Virginia Eubanks, associate professor of political science at the University of Albany, SUNY, will lecture at Washington and Lee University in Stackhouse Theater on Nov. 14 at 5 p.m. as part of the Mudd Center for Ethics series on “The Ethics of Technology.”
Eubanks’ talk, which is free and open to the public, is titled “The Shakedown State: Digital Debt, Economic Inequality and Automation in Public Services.”
For two decades, Eubanks has worked in community technology and economic justice movements. She was a founding member of the Our Data Bodies Project and a 2016-17 fellow at New America. She also co-founded the Popular Technology Workshops, which serve as a place for ordinary people to come together to define and combat the social, economic and political injustices of the information age.
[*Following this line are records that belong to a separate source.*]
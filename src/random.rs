//! Seeded randomness. Every draw goes through one `ChaCha8Rng`, so a seed and a
//! fixed call order reproduce the same exercise byte for byte.

use rand::seq::SliceRandom;
use rand::{Rng, SeedableRng};
use rand_chacha::ChaCha8Rng;
use tracing::warn;

use crate::numeric::Numeric;
use crate::polynomial::Polynomial;

/// Display names drawn for the unknown of an exercise.
pub const BAR_NAMES: [&str; 5] = ["x", "y", "z", "t", "w"];

const FILTER_ATTEMPTS: usize = 64;
const FILTER_SCAN: usize = 1024;

#[derive(Clone, Debug)]
pub struct PolynomialOptions {
    pub min_degree: usize,
    pub max_degree: usize,
    pub range: i64,
    pub fractions: bool,
}

impl Default for PolynomialOptions {
    fn default() -> Self {
        PolynomialOptions {
            min_degree: 1,
            max_degree: 2,
            range: 10,
            fractions: false,
        }
    }
}

#[derive(Clone, Debug)]
pub struct Random {
    rng: ChaCha8Rng,
}

impl Random {
    pub fn from_seed(seed: u64) -> Self {
        Random {
            rng: ChaCha8Rng::seed_from_u64(seed),
        }
    }

    /// Folds the bytes of `seed` into the 32-byte ChaCha key.
    pub fn from_seed_str(seed: &str) -> Self {
        let mut key = [0u8; 32];
        for (i, byte) in seed.bytes().enumerate() {
            let slot = &mut key[i % 32];
            *slot = slot.rotate_left(3) ^ byte;
        }
        key[31] ^= (seed.len() % 256) as u8;
        Random {
            rng: ChaCha8Rng::from_seed(key),
        }
    }

    /// Uniform integer in `[lo, hi]`; reversed bounds are swapped.
    pub fn int_between(&mut self, lo: i64, hi: i64) -> i64 {
        let (lo, hi) = if lo <= hi { (lo, hi) } else { (hi, lo) };
        self.rng.gen_range(lo..=hi)
    }

    /// Uniform over `[lo, hi]` without zero. Draws from one value fewer and
    /// shifts the non-negative half up, so the cost does not grow with the range.
    pub fn int_between_not_zero(&mut self, lo: i64, hi: i64) -> i64 {
        let (lo, hi) = if lo <= hi { (lo, hi) } else { (hi, lo) };
        if lo > 0 || hi < 0 {
            return self.rng.gen_range(lo..=hi);
        }
        if lo == hi {
            warn!(target: "random", lo, hi, "range holds only zero");
            return lo;
        }
        let n = self.rng.gen_range(lo..=hi - 1);
        if n >= 0 { n + 1 } else { n }
    }

    /// Uniform over the values of `[lo, hi]` accepted by `keep`, by rejection.
    /// After `FILTER_ATTEMPTS` misses the first accepted value from `lo` is
    /// used, and `lo` itself when none is found.
    pub fn int_between_filtered(&mut self, lo: i64, hi: i64, keep: impl Fn(i64) -> bool) -> i64 {
        let (lo, hi) = if lo <= hi { (lo, hi) } else { (hi, lo) };
        for _ in 0..FILTER_ATTEMPTS {
            let n = self.rng.gen_range(lo..=hi);
            if keep(n) {
                return n;
            }
        }
        let scanned = (lo..=hi).take(FILTER_SCAN).find(|n| keep(*n));
        scanned.unwrap_or_else(|| {
            warn!(target: "random", lo, hi, "no value in range passes the filter");
            lo
        })
    }

    pub fn int_list(&mut self, n: usize, lo: i64, hi: i64) -> Vec<i64> {
        (0..n).map(|_| self.int_between(lo, hi)).collect()
    }

    pub fn numeric_between(&mut self, lo: i64, hi: i64) -> Numeric {
        Numeric::from_number(self.int_between(lo, hi))
    }

    pub fn numeric_between_not_zero(&mut self, lo: i64, hi: i64) -> Numeric {
        Numeric::from_number(self.int_between_not_zero(lo, hi))
    }

    /// `n` integers in `[-r, r]`.
    pub fn numeric_list(&mut self, n: usize, r: i64) -> Vec<Numeric> {
        (0..n).map(|_| self.numeric_between(-r, r)).collect()
    }

    /// Non-zero fraction in `[lo, hi]` with a denominator up to 5.
    pub fn fraction_between_not_zero(&mut self, lo: i64, hi: i64) -> Numeric {
        let den = self.int_between(1, 5);
        let num = self.int_between_not_zero(lo.saturating_mul(den), hi.saturating_mul(den));
        Numeric::from_fraction(num, den).unwrap_or_else(|_| Numeric::from_number(num))
    }

    pub fn coin(&mut self) -> bool {
        self.int_between(0, 1) == 1
    }

    /// # Panics
    /// Panics if `items` is empty.
    pub fn pick_one<T: Clone>(&mut self, items: &[T]) -> T {
        items[self.rng.gen_range(0..items.len())].clone()
    }

    /// Up to `k` distinct positions of `items`, in random order.
    pub fn pick_many<T: Clone>(&mut self, items: &[T], k: usize) -> Vec<T> {
        items.choose_multiple(&mut self.rng, k).cloned().collect()
    }

    pub fn shuffle<T: Clone>(&mut self, items: &[T]) -> Vec<T> {
        let mut out = items.to_vec();
        out.shuffle(&mut self.rng);
        out
    }

    /// Random polynomial with a non-zero leading coefficient.
    pub fn polynomial(&mut self, options: &PolynomialOptions) -> Polynomial {
        let degree = self.int_between(options.min_degree as i64, options.max_degree as i64) as usize;
        let range = options.range.max(1);
        let mut coefs = Vec::with_capacity(degree + 1);
        coefs.push(if options.fractions {
            self.fraction_between_not_zero(-range, range)
        } else {
            self.numeric_between_not_zero(-range, range)
        });
        for _ in 0..degree {
            coefs.push(if options.fractions && self.coin() {
                self.fraction_between_not_zero(-range, range)
            } else {
                self.numeric_between(-range, range)
            });
        }
        Polynomial::new(coefs)
    }
}

#[cfg(test)]
mod tests {
    use super::*;

    #[test]
    fn string_seeds_differ() {
        let a = Random::from_seed_str("sheet-1").int_list(8, 0, 1000);
        let b = Random::from_seed_str("sheet-2").int_list(8, 0, 1000);
        assert_ne!(a, b);
    }

    #[test]
    fn not_zero_covers_both_signs() {
        let mut rnd = Random::from_seed(8);
        let drawn: Vec<i64> = (0..400).map(|_| rnd.int_between_not_zero(-2, 2)).collect();
        for value in [-2, -1, 1, 2] {
            assert!(drawn.contains(&value), "{value} never drawn");
        }
        assert!(!drawn.contains(&0));
    }

    #[test]
    fn zero_only_range_falls_back() {
        let mut rnd = Random::from_seed(9);
        assert_eq!(rnd.int_between_not_zero(0, 0), 0);
        assert_eq!(rnd.int_between_not_zero(3, 3), 3);
    }
}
Eubanks is the author of “Automating Inequality: How High-Tech Tools Profile, Police, and Punish the Poor” and “Digital Dead End: Fighting for Social Justice in the Information Age.” She is co-editor, with Alethia Jones, of “Ain’t Gonna Let Nobody Turn Me Around: Forty Years of Movement Building with Barbara Smith.” Her writing about technology and social justice has appeared in Scientific American, The Nation, Harper’s and Wired.
“Professor Eubanks has written a compelling book about the sorry record of digital decision-making and predictive algorithms in the context of public services,” said Brian Murchison, director of the Mudd Center. “Her skepticism is an important piece of the conversation about the ethics of technology.”
She is among the founders of Our Knowledge, Our Power: Surviving Welfare, a grassroots welfare rights and anti-poverty organization. She is also on the board of directors of Holding Our Own: A Fund for Women, the only grant-giving organization in the region dedicated to advancing feminist social change. Her activism and scholarship are grounded in the idea that people closest to problems have the best information about them and are most invested in creating smart and sustainable solutions.
Eubanks joined the faculty at SUNY in 2004 after completing her doctorate in science and technology studies at Rensselaer Polytechnic Institute. Her research on technology, poverty and women’s citizenship is grounded in her history of activism in community media and technology center movements.